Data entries
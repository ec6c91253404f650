use std::fmt;

use serde::{Deserialize, Serialize};
use thiserror::Error;

use crate::Path;

/// Errors that can occur while canonicalizing external data into [`Node`](crate::Node).
#[derive(Debug, Error)]
pub enum CanonicalizeError {
    /// The provided JSON input was invalid.
    #[error("invalid JSON: {0}")]
    Json(#[from] serde_json::Error),
    /// The provided YAML input was invalid.
    #[error("invalid YAML: {0}")]
    Yaml(#[from] serde_yaml::Error),
    /// Attempted to construct a [`Number`](crate::Number) that is not finite.
    #[error("non-finite number encountered: {value}")]
    NotFinite {
        /// The offending numeric value.
        value: f64,
    },
}

/// Errors emitted when constructing [`CompareOptions`](crate::CompareOptions).
#[derive(Debug, Error, PartialEq, Eq)]
pub enum OptionsError {
    /// A depth limit of zero would reject every document.
    #[error("maximum depth must be greater than zero")]
    ZeroDepth,
}

/// Identifies which side of an assertion a raw JSON string was supplied for.
#[derive(Clone, Copy, Debug, PartialEq, Eq, Serialize, Deserialize)]
#[serde(rename_all = "lowercase")]
pub enum InputRole {
    /// The subject under test.
    Actual,
    /// The document the subject should match.
    Expected,
    /// The document the subject should not match.
    Unexpected,
}

impl fmt::Display for InputRole {
    fn fmt(&self, f: &mut fmt::Formatter<'_>) -> fmt::Result {
        match self {
            Self::Actual => f.write_str("actual"),
            Self::Expected => f.write_str("expected"),
            Self::Unexpected => f.write_str("unexpected"),
        }
    }
}

/// A raw JSON string handed to the comparison API could not be parsed.
///
/// Always distinct from a [`Difference`](crate::Difference): malformed input
/// never means "the documents differ".
///
/// ```
/// # use jsoneq_core::{InputRole, JsonInput};
/// let err = JsonInput::from("{ invalid JSON }").resolve(InputRole::Expected).unwrap_err();
/// assert!(err.to_string().starts_with("Unable to parse expected JSON string: { invalid JSON }"));
/// assert!(std::error::Error::source(&err).is_some());
/// ```
#[derive(Debug, Error)]
#[error("Unable to parse {role} JSON string: {text}")]
pub struct ParseError {
    role: InputRole,
    text: String,
    #[source]
    source: CanonicalizeError,
}

impl ParseError {
    pub(crate) fn new(role: InputRole, text: impl Into<String>, source: CanonicalizeError) -> Self {
        Self { role, text: text.into(), source }
    }

    /// Which side of the comparison failed to parse.
    #[must_use]
    pub fn role(&self) -> InputRole {
        self.role
    }

    /// The offending raw text.
    #[must_use]
    pub fn text(&self) -> &str {
        &self.text
    }

    /// The underlying parser diagnostic.
    #[must_use]
    pub fn cause(&self) -> &CanonicalizeError {
        &self.source
    }
}

/// Errors raised by the comparator itself (as opposed to a found difference).
#[derive(Debug, Error, PartialEq, Eq)]
pub enum CompareError {
    /// The documents nest deeper than the configured limit.
    #[error("document nesting exceeds the maximum depth of {limit} at {path}")]
    DepthExceeded {
        /// Location at which the limit was hit.
        path: Path,
        /// The configured limit.
        limit: usize,
    },
}

/// Failures surfaced by [`JsonAssertions`](crate::assert::JsonAssertions).
#[derive(Debug, Error)]
pub enum AssertionError {
    /// The assertion did not hold; the message is ready for a test report.
    #[error("{message}")]
    Failed {
        /// Rendered failure message.
        message: String,
    },
    /// A raw JSON argument could not be parsed.
    #[error(transparent)]
    Parse(#[from] ParseError),
    /// The comparator gave up before finding an answer.
    #[error(transparent)]
    Compare(#[from] CompareError),
}

impl AssertionError {
    pub(crate) fn failed(message: impl Into<String>) -> Self {
        Self::Failed { message: message.into() }
    }

    /// Returns the failure message when the assertion itself failed.
    #[must_use]
    pub fn failure_message(&self) -> Option<&str> {
        match self {
            Self::Failed { message } => Some(message),
            _ => None,
        }
    }
}
//! Structural JSON comparison for test assertions.
//!
//! `jsoneq-core` decides whether two JSON trees are equivalent (ignoring
//! object member order) or whether one contains the other as a subtree, and
//! reports the first point of divergence with a `$`-rooted path and a
//! human-readable message.
//!
//! ```
//! use jsoneq_core::{compare_equivalence, render_documents, ComparisonMode, Node, RenderConfig};
//!
//! fn main() -> Result<(), Box<dyn std::error::Error>> {
//!     let actual = Node::from_json_str(r#"{"items":["fork","knife","spoon"]}"#)?;
//!     let expected = Node::from_json_str(r#"{"items":["fork","knife"]}"#)?;
//!
//!     let diff = compare_equivalence(Some(&actual), Some(&expected))?.expect("lengths differ");
//!     assert_eq!(diff.to_string(), "has 3 elements instead of 2 at $.items");
//!
//!     let config = RenderConfig::default().with_line_ending("\n");
//!     let message = render_documents(
//!         &diff,
//!         Some(&actual),
//!         Some(&expected),
//!         ComparisonMode::Equivalence,
//!         &config,
//!     );
//!     assert!(message.starts_with("JSON document has 3 elements instead of 2 at $.items.\n"));
//!     Ok(())
//! }
//! ```
#![forbid(unsafe_code)]
#![warn(missing_docs)]

pub mod assert;
mod compare;
mod error;
mod format;
mod input;
mod node;
mod number;
mod options;
mod render;

pub use compare::{
    compare, compare_equivalence, compare_subtree, Difference, DifferenceKind, Path, PathSegment,
};
pub use error::{
    AssertionError, CanonicalizeError, CompareError, InputRole, OptionsError, ParseError,
};
pub use format::{format, NULL_TEXT};
pub use input::JsonInput;
pub use node::{Node, NodeKind, Object, Property};
pub use number::Number;
pub use options::{CompareOptions, ComparisonMode, DEFAULT_MAX_DEPTH};
pub use render::{render, render_documents, RenderConfig, LINE_ENDING};

/// Returns the semantic version of the `jsoneq-core` crate.
///
/// ```
/// assert!(!jsoneq_core::version().is_empty());
/// ```
#[must_use]
pub fn version() -> &'static str {
    env!("CARGO_PKG_VERSION")
}
//! Fuzzing harnesses for the `jsoneq` comparator.
//!
//! Each public function accepts raw bytes and is shared between the
//! `cargo fuzz` targets and the unit tests below. Parser failures are
//! swallowed; comparator invariants are asserted so that fuzzers report
//! them as crashes.
//!
//! ```
//! jsoneq_fuzz::fuzz_parse(b"{\"a\":[1,2]}");
//! jsoneq_fuzz::fuzz_compare(&[1, 2, 3, 4]);
//! ```
#![forbid(unsafe_code)]
#![warn(missing_docs)]

use arbitrary::Unstructured;
use jsoneq_core::{
    compare, compare_equivalence, compare_subtree, render_documents, CompareOptions,
    ComparisonMode, Node, Number, Object, RenderConfig,
};

const MAX_DEPTH: usize = 4;
const MAX_ARRAY_LEN: u8 = 6;
const MAX_OBJECT_LEN: u8 = 6;
const MAX_STRING_LEN: u8 = 12;

/// Feeds arbitrary bytes through the JSON and YAML readers and checks that
/// every parsed document matches itself.
///
/// ```
/// jsoneq_fuzz::fuzz_parse(b"{ key: value }");
/// ```
pub fn fuzz_parse(data: &[u8]) {
    let Ok(text) = std::str::from_utf8(data) else {
        return;
    };
    for node in [Node::from_json_str(text), Node::from_yaml_str(text)].into_iter().flatten() {
        assert_reflexive(&node);
    }
}

/// Compares randomly generated trees in both modes and renders any
/// difference found.
///
/// ```
/// jsoneq_fuzz::fuzz_compare(b"seed");
/// ```
pub fn fuzz_compare(data: &[u8]) {
    let mut unstructured = Unstructured::new(data);
    let Some(actual) = random_node(&mut unstructured) else {
        return;
    };
    let Some(expected) = random_node(&mut unstructured) else {
        return;
    };

    let forward = compare_equivalence(Some(&actual), Some(&expected)).ok().flatten();
    let backward = compare_equivalence(Some(&expected), Some(&actual)).ok().flatten();
    assert_eq!(forward.is_none(), backward.is_none(), "equivalence must be symmetric");

    let subtree = compare_subtree(Some(&actual), Some(&expected)).ok().flatten();
    if forward.is_none() {
        assert!(subtree.is_none(), "equivalent documents must contain each other");
    }

    let config = RenderConfig::default();
    if let Some(diff) = &forward {
        let _ = render_documents(diff, Some(&actual), Some(&expected), ComparisonMode::Equivalence, &config);
    }
    if let Some(diff) = &subtree {
        let _ = render_documents(diff, Some(&actual), Some(&expected), ComparisonMode::Subtree, &config);
    }

    if let Ok(shallow) = CompareOptions::default().with_max_depth(2) {
        let _ = compare(Some(&actual), Some(&expected), &shallow);
    }
}

fn assert_reflexive(node: &Node) {
    for options in [CompareOptions::equivalence(), CompareOptions::subtree()] {
        if let Ok(outcome) = compare(Some(node), Some(node), &options) {
            assert!(outcome.is_none(), "document must match itself: {outcome:?}");
        }
    }
}

fn random_node(unstructured: &mut Unstructured<'_>) -> Option<Node> {
    node_from_unstructured(unstructured, 0).ok()
}

fn node_from_unstructured(
    unstructured: &mut Unstructured<'_>,
    depth: usize,
) -> Result<Node, arbitrary::Error> {
    if depth >= MAX_DEPTH {
        return leaf(unstructured);
    }

    let choice = unstructured.int_in_range::<u8>(0..=5)?;
    match choice {
        0 => Ok(Node::Null),
        1 => Ok(Node::Bool(unstructured.arbitrary()?)),
        2 => Ok(Node::Number(random_number(unstructured)?)),
        3 => Ok(Node::String(random_string(unstructured)?)),
        4 => {
            let len = usize::from(unstructured.int_in_range::<u8>(0..=MAX_ARRAY_LEN)?);
            let mut items = Vec::with_capacity(len);
            for _ in 0..len {
                items.push(node_from_unstructured(unstructured, depth + 1)?);
            }
            Ok(Node::Array(items))
        }
        _ => {
            let len = usize::from(unstructured.int_in_range::<u8>(0..=MAX_OBJECT_LEN)?);
            let mut object = Object::new();
            for _ in 0..len {
                let key = random_string(unstructured)?;
                let value = node_from_unstructured(unstructured, depth + 1)?;
                object.insert(key, value);
            }
            Ok(Node::Object(object))
        }
    }
}

fn leaf(unstructured: &mut Unstructured<'_>) -> Result<Node, arbitrary::Error> {
    let choice = unstructured.int_in_range::<u8>(0..=3)?;
    match choice {
        0 => Ok(Node::Null),
        1 => Ok(Node::Bool(unstructured.arbitrary()?)),
        2 => Ok(Node::Number(random_number(unstructured)?)),
        _ => Ok(Node::String(random_string(unstructured)?)),
    }
}

fn random_number(unstructured: &mut Unstructured<'_>) -> Result<Number, arbitrary::Error> {
    match unstructured.int_in_range::<u8>(0..=2)? {
        0 => Ok(Number::from(unstructured.arbitrary::<i64>()?)),
        1 => Ok(Number::from(unstructured.arbitrary::<u64>()?)),
        _ => {
            let numerator = f64::from(unstructured.arbitrary::<i32>()?);
            let denominator = f64::from(unstructured.int_in_range::<u16>(1..=1024)?);
            Number::new(numerator / denominator).map_err(|_| arbitrary::Error::IncorrectFormat)
        }
    }
}

fn random_string(unstructured: &mut Unstructured<'_>) -> Result<String, arbitrary::Error> {
    let len = usize::from(unstructured.int_in_range::<u8>(0..=MAX_STRING_LEN)?);
    let mut string = String::with_capacity(len);
    for _ in 0..len {
        let byte = unstructured.int_in_range::<u8>(0x20..=0x7e)?;
        string.push(char::from(byte));
    }
    Ok(string)
}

*PROBLEM STATEMENT*: State in a single number how many lines in the data include the word "parsed".

*EXERCISE SOLUTION*: 3